§ What to produce: In the data that follows, count each line with the string "take"; the reply is the number only.

Saved entries:

# # # # # # #

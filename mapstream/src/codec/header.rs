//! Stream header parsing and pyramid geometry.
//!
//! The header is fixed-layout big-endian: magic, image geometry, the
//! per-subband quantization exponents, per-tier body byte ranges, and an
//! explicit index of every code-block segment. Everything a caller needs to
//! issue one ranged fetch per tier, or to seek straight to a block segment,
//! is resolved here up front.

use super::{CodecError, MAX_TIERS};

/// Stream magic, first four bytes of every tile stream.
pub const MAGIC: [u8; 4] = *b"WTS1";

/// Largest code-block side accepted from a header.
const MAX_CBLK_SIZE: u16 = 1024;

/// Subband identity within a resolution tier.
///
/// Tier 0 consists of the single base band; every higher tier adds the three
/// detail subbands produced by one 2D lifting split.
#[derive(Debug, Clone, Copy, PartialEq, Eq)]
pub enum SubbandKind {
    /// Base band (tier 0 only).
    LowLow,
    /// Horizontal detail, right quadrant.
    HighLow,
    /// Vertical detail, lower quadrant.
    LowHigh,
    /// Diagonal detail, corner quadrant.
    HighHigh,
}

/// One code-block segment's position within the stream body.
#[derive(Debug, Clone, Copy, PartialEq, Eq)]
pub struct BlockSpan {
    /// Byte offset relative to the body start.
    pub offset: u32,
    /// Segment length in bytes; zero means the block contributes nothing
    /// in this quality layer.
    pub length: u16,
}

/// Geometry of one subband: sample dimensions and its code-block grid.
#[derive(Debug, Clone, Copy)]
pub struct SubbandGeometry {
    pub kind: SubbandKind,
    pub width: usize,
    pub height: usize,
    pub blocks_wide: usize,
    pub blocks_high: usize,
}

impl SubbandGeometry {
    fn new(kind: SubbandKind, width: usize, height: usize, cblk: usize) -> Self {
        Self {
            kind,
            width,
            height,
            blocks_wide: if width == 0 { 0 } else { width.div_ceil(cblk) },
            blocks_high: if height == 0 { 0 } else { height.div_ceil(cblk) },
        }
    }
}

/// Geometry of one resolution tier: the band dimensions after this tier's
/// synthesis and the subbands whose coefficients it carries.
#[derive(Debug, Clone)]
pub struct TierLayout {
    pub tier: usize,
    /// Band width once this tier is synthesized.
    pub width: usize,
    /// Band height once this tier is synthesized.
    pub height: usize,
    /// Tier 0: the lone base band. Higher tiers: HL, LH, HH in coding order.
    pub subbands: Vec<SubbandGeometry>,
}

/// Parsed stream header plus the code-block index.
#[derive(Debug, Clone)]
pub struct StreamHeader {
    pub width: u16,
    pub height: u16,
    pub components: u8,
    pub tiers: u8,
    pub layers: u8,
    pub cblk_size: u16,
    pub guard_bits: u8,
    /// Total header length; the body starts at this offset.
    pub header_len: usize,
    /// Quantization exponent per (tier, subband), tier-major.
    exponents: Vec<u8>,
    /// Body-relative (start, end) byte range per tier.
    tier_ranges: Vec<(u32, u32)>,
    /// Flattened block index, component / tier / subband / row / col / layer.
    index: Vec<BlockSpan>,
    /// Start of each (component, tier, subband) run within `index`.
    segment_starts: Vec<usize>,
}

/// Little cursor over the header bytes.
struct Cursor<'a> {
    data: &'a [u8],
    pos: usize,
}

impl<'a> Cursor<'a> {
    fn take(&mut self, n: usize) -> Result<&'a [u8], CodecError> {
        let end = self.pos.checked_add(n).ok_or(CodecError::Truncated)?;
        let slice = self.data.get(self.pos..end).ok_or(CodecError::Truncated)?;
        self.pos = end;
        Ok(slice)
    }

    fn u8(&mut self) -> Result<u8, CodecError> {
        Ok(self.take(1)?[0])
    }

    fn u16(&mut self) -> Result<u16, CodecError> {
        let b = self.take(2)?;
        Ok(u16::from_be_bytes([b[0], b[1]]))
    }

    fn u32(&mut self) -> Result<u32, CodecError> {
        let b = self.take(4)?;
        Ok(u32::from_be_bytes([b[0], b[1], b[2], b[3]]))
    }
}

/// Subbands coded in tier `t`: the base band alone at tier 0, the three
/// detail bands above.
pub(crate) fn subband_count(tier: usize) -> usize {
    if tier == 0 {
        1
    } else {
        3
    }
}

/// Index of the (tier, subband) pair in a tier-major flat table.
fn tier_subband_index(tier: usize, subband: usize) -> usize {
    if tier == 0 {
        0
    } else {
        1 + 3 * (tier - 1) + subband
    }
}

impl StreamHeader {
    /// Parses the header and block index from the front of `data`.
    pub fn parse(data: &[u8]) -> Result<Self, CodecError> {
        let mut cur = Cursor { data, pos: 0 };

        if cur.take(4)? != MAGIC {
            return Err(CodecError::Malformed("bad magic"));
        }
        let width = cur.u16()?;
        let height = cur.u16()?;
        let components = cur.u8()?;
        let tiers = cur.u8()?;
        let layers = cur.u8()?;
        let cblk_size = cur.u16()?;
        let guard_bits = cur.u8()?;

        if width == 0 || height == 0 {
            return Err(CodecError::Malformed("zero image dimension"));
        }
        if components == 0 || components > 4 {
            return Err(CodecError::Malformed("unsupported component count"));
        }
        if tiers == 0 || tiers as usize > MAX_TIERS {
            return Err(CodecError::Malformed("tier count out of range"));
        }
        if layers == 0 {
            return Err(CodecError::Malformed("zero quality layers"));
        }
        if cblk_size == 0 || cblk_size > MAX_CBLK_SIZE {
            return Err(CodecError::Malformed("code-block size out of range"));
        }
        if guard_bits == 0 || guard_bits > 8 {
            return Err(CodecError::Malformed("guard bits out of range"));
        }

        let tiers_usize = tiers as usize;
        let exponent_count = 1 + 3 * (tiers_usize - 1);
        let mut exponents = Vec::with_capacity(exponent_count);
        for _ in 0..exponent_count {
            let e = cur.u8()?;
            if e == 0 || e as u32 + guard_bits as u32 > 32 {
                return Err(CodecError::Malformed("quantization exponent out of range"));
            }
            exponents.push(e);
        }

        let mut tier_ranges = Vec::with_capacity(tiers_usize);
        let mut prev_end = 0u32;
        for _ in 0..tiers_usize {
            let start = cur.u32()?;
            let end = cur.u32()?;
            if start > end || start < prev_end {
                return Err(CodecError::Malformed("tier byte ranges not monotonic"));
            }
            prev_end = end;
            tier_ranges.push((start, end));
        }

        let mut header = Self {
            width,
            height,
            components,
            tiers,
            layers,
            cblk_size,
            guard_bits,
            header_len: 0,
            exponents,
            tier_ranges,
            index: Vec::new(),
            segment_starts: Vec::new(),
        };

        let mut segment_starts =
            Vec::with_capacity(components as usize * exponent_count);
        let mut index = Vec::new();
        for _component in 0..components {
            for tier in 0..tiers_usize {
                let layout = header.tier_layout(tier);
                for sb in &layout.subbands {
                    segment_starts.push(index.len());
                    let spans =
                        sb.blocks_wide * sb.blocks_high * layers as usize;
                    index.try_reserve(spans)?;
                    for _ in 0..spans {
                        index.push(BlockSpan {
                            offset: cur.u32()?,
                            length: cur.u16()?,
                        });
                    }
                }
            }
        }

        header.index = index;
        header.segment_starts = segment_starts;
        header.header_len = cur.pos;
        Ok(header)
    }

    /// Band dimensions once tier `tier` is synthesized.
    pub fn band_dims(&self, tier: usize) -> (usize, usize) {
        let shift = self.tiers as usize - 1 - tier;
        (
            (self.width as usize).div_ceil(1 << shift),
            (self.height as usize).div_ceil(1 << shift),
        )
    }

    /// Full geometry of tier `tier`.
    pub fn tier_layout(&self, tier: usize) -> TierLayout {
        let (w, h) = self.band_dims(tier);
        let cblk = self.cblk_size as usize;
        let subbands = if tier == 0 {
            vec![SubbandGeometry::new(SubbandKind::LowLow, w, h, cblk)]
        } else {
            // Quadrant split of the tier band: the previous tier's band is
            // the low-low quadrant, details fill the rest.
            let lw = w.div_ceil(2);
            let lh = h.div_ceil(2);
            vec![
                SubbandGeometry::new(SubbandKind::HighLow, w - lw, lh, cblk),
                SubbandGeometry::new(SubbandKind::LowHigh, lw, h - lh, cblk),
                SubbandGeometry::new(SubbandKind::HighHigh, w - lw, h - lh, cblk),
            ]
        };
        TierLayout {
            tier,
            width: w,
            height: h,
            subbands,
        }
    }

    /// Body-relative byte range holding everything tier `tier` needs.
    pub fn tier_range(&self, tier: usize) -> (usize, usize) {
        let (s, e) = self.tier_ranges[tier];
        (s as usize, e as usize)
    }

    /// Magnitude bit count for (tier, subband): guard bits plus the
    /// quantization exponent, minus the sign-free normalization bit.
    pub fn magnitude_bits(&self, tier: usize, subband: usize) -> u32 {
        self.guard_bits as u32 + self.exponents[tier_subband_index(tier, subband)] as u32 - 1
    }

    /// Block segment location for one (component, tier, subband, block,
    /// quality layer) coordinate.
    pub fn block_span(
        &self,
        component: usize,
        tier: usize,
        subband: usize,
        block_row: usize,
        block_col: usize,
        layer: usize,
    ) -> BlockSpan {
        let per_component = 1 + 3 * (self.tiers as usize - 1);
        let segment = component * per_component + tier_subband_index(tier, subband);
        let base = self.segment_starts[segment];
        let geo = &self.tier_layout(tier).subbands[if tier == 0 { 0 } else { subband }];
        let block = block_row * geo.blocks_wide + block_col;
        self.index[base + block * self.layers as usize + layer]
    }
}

# # # # # # #

§ Reply: 5